= John Imray =

John Imray (11 January 1811 – 22 August 1880) was a medical doctor, legislator, agriculturist and botanist from the Dominican Republic.

== Life ==
John Imray, MD was born in Craig, Angus, Scotland on 11 January 1811, a son of James Imray and Mary Keith Porteous; his mother was a sister of Bishop Beilby Porteus or Porteous.

In 1831 he obtained the diploma of the Royal College of Surgeons at Edinburgh.

The following year he travelled to Dominica, to join his older brother Keith, who was already in practice there. “By skill and hard work, Dr [John] Imray soon became the leading physician in Dominica” and remained so throughout his career.

Imray was able to combine his medical skills with those of a botanist. For example, in 1848 he published Observations on the Characters of Endemic Fever in the Island of Dominica, a detailed daily account of several cases he had treated, and written about with great clarity. The typical treatment was various combinations of calomel, quinine and camphor, with purgatives and the raising of one or more blisters.

In contrast, in 1862 Imray published The Useful Woods of the Island of Dominica, a detailed description of 169 trees: no. 11 on the list reads “Adegon, (Ardisia sp.) Large tree 4 or 5 feet in diameter; useful for all purposes; boards, planks, mill work; house work; ship-building, shingles; lasts well in water.”

For nearly 50 years he corresponded with Sir William Hooker, and his son, directors of the Royal Botanic Gardens, Kew. Many plants were named in his honour.

Forty three years after arriving in Dominica, Imray was joined by Dr Henry A Alford Nicholls, an English physician who had also qualified in Scotland. It turned out that Nicholls shared many interests with Imray, especially local diseases and horticulture.

Dr Imray played a prominent part in the politics of Dominica and, "as the leading member of the Executive Council, he was the trusted and honoured adviser of all the governors." He lived at St Aroment, an estate just outside Roseau.
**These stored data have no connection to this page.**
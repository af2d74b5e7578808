//! Capacity accounting: typed requirements and their algebra.

pub mod error;
pub mod per_key;
pub mod requirement;
pub mod requirements;
pub mod types;
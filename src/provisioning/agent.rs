//! Grid service agents started by machine provisioning.

use serde::{Deserialize, Serialize};
use std::fmt;

use crate::core::types::{AgentUid, ReservationId, ZonesConfig};

/// A grid service agent running on a provisioned machine.
#[derive(Debug, Clone, PartialEq, Eq, Serialize, Deserialize)]
pub struct GridServiceAgent {
    uid: AgentUid,
    host_address: String,
    #[serde(default)]
    zones: ZonesConfig,
    reservation_id: Option<ReservationId>,
}

impl GridServiceAgent {
    /// Create an agent with no zones and no reservation.
    pub fn new(uid: impl Into<AgentUid>, host_address: impl Into<String>) -> Self {
        Self {
            uid: uid.into(),
            host_address: host_address.into(),
            zones: ZonesConfig::any(),
            reservation_id: None,
        }
    }

    /// Builder: set the zones the agent runs in.
    pub fn with_zones(mut self, zones: ZonesConfig) -> Self {
        self.zones = zones;
        self
    }

    /// Builder: tag the agent with the reservation it was started under.
    pub fn with_reservation_id(mut self, reservation_id: ReservationId) -> Self {
        self.reservation_id = Some(reservation_id);
        self
    }

    pub fn uid(&self) -> &AgentUid {
        &self.uid
    }

    pub fn host_address(&self) -> &str {
        &self.host_address
    }

    pub fn zones(&self) -> &ZonesConfig {
        &self.zones
    }

    /// The reservation the agent was started under, if it was started by
    /// this process.
    pub fn reservation_id(&self) -> Option<&ReservationId> {
        self.reservation_id.as_ref()
    }
}

impl fmt::Display for GridServiceAgent {
    fn fmt(&self, f: &mut fmt::Formatter<'_>) -> fmt::Result {
        write!(f, "{}@{}", self.uid, self.host_address)
    }
}
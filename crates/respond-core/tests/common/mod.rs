// crates/respond-core/tests/common/mod.rs
// ============================================================================
// Module: Respond Test Fixtures
// Description: Shared seed data for engine tests.
// Purpose: Build a populated engine over the in-memory store.
// ============================================================================

#![allow(
    dead_code,
    clippy::panic,
    clippy::unwrap_used,
    clippy::expect_used,
    reason = "Shared fixtures are not used by every test binary."
)]

use respond_core::InMemoryResponseStore;
use respond_core::Respond;
use respond_core::Response;
use respond_core::ResponseId;

/// Seeded engine plus the ids of the three seed responses.
pub struct Seeded {
    pub respond: Respond<InMemoryResponseStore>,
    pub one: ResponseId,
    pub two: ResponseId,
    pub three: ResponseId,
}

/// Builds an empty engine.
pub fn empty() -> Respond<InMemoryResponseStore> {
    Respond::load(InMemoryResponseStore::new()).expect("load empty store")
}

/// Builds an engine holding three responses and six triggers.
pub fn seeded() -> Seeded {
    let mut respond = empty();
    let one = respond.add("trigger one", "response one.", 0.03, "TestUser2", false).unwrap().id;
    respond.add_triggers(one, "trigger two", 0.43, "TestUser2").unwrap();
    respond.add_triggers(one, "trigger three", 0.93, "TestUser2").unwrap();
    let two = respond.add("trigger four", "response two.", 0.01, "TestUser", false).unwrap().id;
    respond.add_triggers(two, "trigger five", 1.0, "TestUser").unwrap();
    let three = respond.add("trigger six", "response three.", 0.01, "TestUser", false).unwrap().id;
    Seeded { respond, one, two, three }
}

/// Returns the trigger texts of `response` in id order.
pub fn trigger_texts(response: &Response) -> Vec<&str> {
    response.triggers().iter().map(|trigger| trigger.trigger.as_str()).collect()
}

/// Returns the set of trigger ids held by the store.
pub fn stored_trigger_ids(
    respond: &Respond<InMemoryResponseStore>,
) -> std::collections::BTreeSet<respond_core::TriggerId> {
    respond
        .get_all()
        .unwrap()
        .iter()
        .flat_map(|response| response.triggers().iter().map(|trigger| trigger.id))
        .collect()
}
After his death the property passed to Nicholls and his growing family.

John Imray did not marry. He died of dysentery at his home at St Aroment on 22 August 1880. After funeral obsequies at Dr Nicholls' residence the following day he was buried at St George's Church, Roseau. To the north of the west door his memorial reads:-

IN MEMORY OF
THE HONORABLE JOHN IMRAY, M.D.
BORN IN FORFARSHIRE, SCOTLAND JANUARY 11TH 1811
DIED AT ST. AROMENT, DOMINICA AUGUST 22ND, 1880,
THE DECEASED LEFT SCOTLAND IN 1832 AND ARRIVED
IN DOMINICA TOWARDS THE CLOSE OF THAT YEAR.

The memorial was "Erected by W. Macintyre and W. Stedman his friends". The two men were Lloyd's of London’s Dominica Agents, in 1889 and 1891, respectively.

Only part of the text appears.